PROBLEM DESCRIPTION => For the records that follow, please set down exactly the lines between the one holding "Ok((id, t.reduce_to(rows, cols)?))" and the one holding "let weighted = g.mul(output)?.row_sums();", inclusive, and only those.

Top of DATASET EXCERPTS

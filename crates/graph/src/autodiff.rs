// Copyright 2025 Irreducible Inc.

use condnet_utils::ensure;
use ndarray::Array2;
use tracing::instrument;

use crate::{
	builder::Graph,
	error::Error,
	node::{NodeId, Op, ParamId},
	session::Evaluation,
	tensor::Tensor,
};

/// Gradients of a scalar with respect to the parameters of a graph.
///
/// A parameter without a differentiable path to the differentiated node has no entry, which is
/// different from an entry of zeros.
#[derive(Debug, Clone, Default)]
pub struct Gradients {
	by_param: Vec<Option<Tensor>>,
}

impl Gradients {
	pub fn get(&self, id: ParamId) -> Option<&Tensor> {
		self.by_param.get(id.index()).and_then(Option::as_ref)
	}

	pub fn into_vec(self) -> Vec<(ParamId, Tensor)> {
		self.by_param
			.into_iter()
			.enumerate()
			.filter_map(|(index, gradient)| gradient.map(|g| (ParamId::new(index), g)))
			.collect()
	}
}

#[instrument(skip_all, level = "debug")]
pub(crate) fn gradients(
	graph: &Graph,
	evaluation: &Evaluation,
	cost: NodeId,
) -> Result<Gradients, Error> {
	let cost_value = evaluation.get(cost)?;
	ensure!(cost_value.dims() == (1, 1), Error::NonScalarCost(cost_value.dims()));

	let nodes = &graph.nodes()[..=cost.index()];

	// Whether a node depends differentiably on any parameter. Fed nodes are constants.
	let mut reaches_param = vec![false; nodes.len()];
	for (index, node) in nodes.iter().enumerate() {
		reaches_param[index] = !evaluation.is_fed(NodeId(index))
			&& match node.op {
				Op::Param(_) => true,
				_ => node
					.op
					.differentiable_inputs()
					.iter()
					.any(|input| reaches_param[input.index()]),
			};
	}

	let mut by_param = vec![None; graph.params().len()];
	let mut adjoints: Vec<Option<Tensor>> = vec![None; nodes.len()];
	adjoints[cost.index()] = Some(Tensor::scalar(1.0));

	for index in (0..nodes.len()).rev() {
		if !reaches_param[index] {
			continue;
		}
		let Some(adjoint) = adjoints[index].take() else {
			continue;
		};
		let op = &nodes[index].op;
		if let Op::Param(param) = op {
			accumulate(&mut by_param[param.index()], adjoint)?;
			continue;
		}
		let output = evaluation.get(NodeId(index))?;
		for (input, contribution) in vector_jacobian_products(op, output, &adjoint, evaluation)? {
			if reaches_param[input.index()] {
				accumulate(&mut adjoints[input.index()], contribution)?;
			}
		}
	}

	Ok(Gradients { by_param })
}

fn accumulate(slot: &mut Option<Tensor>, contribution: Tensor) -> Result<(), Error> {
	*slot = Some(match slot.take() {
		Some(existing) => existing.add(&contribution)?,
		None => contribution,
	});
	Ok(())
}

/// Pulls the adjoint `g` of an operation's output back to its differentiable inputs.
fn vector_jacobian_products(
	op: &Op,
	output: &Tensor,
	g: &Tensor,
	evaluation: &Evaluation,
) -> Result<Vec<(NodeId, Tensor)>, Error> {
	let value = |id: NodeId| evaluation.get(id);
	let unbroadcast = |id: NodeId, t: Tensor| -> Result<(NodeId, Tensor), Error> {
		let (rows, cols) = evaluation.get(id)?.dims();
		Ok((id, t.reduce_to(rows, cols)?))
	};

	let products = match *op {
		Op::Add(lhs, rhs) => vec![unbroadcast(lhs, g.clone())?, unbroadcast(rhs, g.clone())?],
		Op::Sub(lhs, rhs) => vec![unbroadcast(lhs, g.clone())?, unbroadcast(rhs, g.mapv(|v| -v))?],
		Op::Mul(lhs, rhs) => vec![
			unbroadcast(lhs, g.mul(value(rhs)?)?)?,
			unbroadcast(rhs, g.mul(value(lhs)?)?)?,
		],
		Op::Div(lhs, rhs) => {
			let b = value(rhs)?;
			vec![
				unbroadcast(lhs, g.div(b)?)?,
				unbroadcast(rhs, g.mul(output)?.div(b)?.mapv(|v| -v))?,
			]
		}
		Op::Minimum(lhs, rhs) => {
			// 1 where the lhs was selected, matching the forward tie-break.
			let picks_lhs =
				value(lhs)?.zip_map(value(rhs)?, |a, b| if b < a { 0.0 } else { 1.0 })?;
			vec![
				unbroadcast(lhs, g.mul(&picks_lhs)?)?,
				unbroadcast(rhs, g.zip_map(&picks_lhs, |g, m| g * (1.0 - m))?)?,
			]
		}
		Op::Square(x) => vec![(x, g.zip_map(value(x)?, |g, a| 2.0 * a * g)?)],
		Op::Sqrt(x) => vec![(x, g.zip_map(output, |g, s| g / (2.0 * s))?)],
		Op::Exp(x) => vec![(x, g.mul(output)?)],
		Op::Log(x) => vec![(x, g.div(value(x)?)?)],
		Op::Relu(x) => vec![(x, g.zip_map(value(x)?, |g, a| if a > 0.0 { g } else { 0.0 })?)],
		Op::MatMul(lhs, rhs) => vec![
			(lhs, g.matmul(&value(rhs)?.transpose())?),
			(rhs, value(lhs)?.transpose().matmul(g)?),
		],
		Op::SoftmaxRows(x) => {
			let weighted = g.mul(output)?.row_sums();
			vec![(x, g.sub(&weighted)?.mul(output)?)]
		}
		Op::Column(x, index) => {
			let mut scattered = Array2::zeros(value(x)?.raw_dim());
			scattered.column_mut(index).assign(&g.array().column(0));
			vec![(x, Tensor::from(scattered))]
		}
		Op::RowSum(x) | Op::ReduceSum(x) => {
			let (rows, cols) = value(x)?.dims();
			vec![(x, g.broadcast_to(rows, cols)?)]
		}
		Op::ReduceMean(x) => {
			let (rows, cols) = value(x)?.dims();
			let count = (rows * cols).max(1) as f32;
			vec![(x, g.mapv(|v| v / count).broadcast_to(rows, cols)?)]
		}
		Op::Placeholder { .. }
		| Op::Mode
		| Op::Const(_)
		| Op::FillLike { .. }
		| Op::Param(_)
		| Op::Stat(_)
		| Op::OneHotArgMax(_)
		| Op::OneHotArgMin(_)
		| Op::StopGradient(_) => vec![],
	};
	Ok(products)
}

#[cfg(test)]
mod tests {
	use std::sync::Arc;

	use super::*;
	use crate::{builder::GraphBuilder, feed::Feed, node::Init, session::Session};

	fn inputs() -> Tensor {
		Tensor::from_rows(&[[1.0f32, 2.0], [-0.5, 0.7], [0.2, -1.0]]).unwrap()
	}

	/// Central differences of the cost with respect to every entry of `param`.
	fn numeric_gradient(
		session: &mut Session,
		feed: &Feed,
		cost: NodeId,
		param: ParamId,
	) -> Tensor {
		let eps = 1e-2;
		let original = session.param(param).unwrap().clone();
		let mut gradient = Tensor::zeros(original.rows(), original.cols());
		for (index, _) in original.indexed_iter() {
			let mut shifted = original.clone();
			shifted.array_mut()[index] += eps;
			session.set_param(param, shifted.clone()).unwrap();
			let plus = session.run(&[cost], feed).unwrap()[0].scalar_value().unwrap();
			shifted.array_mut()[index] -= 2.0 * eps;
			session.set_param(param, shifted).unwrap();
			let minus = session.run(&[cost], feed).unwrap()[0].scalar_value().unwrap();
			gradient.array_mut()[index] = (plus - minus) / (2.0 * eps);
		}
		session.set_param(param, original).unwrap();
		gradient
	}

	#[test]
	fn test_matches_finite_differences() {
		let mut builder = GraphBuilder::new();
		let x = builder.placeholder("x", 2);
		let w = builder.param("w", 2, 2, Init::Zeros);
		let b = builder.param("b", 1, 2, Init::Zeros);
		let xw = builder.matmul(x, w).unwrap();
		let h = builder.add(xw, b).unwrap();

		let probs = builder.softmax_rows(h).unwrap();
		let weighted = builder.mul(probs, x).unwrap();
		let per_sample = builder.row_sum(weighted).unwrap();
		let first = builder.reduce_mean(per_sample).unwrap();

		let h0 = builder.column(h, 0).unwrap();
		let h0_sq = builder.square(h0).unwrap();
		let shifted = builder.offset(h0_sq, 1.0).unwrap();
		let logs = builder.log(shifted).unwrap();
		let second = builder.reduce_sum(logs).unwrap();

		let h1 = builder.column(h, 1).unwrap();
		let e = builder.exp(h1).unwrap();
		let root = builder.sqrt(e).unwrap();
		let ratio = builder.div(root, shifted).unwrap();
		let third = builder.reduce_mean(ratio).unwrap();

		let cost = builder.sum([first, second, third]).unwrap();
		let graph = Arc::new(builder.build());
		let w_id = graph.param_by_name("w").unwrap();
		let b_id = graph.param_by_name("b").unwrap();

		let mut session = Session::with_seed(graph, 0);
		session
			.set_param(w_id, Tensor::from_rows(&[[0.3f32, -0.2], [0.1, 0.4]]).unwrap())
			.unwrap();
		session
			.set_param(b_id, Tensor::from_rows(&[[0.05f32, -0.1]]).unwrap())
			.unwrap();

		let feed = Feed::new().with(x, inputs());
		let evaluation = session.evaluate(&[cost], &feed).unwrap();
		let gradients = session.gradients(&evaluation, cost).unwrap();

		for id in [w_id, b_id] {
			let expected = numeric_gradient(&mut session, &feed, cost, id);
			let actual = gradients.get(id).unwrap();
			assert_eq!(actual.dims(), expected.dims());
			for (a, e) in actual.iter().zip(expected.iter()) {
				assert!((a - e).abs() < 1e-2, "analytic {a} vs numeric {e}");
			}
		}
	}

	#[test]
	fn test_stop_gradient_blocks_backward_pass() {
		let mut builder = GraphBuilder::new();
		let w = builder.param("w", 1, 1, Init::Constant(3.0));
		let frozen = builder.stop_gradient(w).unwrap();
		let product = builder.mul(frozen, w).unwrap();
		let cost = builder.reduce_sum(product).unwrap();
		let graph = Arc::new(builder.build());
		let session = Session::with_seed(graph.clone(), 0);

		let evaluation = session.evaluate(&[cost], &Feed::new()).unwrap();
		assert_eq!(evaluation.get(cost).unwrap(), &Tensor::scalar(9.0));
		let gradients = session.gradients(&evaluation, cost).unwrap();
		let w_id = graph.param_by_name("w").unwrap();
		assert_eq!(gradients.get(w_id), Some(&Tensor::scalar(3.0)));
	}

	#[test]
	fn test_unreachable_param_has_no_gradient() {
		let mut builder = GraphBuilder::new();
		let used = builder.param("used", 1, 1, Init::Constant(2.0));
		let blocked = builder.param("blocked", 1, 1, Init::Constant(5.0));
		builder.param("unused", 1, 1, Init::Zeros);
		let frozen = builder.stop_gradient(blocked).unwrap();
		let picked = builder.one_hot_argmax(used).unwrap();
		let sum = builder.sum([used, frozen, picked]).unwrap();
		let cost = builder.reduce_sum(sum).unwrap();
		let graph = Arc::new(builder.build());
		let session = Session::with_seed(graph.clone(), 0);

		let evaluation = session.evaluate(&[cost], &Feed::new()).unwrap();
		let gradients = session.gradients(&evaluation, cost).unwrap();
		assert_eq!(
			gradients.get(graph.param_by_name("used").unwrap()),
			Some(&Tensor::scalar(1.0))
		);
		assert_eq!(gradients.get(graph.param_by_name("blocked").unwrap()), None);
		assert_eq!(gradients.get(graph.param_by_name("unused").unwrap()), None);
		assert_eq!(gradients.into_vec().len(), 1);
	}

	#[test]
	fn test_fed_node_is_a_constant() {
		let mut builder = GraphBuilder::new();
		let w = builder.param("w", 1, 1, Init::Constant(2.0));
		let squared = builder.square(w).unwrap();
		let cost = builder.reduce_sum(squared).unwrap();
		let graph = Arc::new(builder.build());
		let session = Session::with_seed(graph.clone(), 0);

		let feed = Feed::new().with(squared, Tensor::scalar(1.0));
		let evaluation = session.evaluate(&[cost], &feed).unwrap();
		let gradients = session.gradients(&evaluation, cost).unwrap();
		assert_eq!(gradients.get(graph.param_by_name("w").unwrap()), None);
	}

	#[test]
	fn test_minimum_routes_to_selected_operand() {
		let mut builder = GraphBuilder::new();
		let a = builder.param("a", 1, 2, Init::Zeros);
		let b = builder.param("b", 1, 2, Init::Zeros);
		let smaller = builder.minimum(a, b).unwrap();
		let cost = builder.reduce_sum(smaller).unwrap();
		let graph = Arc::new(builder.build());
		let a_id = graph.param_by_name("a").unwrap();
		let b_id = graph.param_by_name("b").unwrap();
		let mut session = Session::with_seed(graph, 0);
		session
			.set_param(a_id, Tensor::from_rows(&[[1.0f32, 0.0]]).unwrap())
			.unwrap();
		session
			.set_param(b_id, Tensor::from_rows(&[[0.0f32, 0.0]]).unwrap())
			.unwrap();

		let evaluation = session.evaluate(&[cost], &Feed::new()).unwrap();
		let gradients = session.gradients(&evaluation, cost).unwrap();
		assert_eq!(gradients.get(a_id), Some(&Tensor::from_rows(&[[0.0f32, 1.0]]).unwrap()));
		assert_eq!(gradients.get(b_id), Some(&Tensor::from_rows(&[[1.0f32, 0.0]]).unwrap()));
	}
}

Bottom of DATASET EXCERPTS
Top of DATASET EXCERPTS

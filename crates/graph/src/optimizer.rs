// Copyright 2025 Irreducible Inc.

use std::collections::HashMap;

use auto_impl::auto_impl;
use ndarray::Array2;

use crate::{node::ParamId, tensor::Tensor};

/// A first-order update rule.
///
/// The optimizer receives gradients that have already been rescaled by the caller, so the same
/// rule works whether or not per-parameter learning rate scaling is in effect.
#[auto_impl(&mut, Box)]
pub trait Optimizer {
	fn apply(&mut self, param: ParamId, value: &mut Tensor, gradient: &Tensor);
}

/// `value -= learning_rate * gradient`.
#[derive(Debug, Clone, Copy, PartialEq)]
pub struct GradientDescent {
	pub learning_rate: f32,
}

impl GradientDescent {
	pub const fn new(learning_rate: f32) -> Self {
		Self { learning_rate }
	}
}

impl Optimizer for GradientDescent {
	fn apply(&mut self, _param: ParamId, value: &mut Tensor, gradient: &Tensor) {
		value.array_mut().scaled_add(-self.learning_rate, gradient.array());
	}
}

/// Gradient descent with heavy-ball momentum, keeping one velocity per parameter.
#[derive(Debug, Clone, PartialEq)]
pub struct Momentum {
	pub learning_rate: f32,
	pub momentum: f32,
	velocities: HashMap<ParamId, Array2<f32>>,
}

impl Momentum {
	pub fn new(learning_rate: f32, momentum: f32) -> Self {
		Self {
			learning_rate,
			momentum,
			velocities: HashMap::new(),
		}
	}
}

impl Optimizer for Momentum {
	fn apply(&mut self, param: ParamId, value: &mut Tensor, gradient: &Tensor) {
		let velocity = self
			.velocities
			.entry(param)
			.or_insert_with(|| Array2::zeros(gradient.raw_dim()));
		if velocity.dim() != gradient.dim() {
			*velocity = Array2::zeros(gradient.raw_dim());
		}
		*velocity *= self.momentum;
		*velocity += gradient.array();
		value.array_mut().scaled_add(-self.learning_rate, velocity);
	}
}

Bottom of DATASET EXCERPTS

SOLUTION FOR THIS TASK =>
		Ok((id, t.reduce_to(rows, cols)?))
	};

	let products = match *op {
		Op::Add(lhs, rhs) => vec![unbroadcast(lhs, g.clone())?, unbroadcast(rhs, g.clone())?],
		Op::Sub(lhs, rhs) => vec![unbroadcast(lhs, g.clone())?, unbroadcast(rhs, g.mapv(|v| -v))?],
		Op::Mul(lhs, rhs) => vec![
			unbroadcast(lhs, g.mul(value(rhs)?)?)?,
			unbroadcast(rhs, g.mul(value(lhs)?)?)?,
		],
		Op::Div(lhs, rhs) => {
			let b = value(rhs)?;
			vec![
				unbroadcast(lhs, g.div(b)?)?,
				unbroadcast(rhs, g.mul(output)?.div(b)?.mapv(|v| -v))?,
			]
		}
		Op::Minimum(lhs, rhs) => {
			// 1 where the lhs was selected, matching the forward tie-break.
			let picks_lhs =
				value(lhs)?.zip_map(value(rhs)?, |a, b| if b < a { 0.0 } else { 1.0 })?;
			vec![
				unbroadcast(lhs, g.mul(&picks_lhs)?)?,
				unbroadcast(rhs, g.zip_map(&picks_lhs, |g, m| g * (1.0 - m))?)?,
			]
		}
		Op::Square(x) => vec![(x, g.zip_map(value(x)?, |g, a| 2.0 * a * g)?)],
		Op::Sqrt(x) => vec![(x, g.zip_map(output, |g, s| g / (2.0 * s))?)],
		Op::Exp(x) => vec![(x, g.mul(output)?)],
		Op::Log(x) => vec![(x, g.div(value(x)?)?)],
		Op::Relu(x) => vec![(x, g.zip_map(value(x)?, |g, a| if a > 0.0 { g } else { 0.0 })?)],
		Op::MatMul(lhs, rhs) => vec![
			(lhs, g.matmul(&value(rhs)?.transpose())?),
			(rhs, value(lhs)?.transpose().matmul(g)?),
		],
		Op::SoftmaxRows(x) => {
			let weighted = g.mul(output)?.row_sums();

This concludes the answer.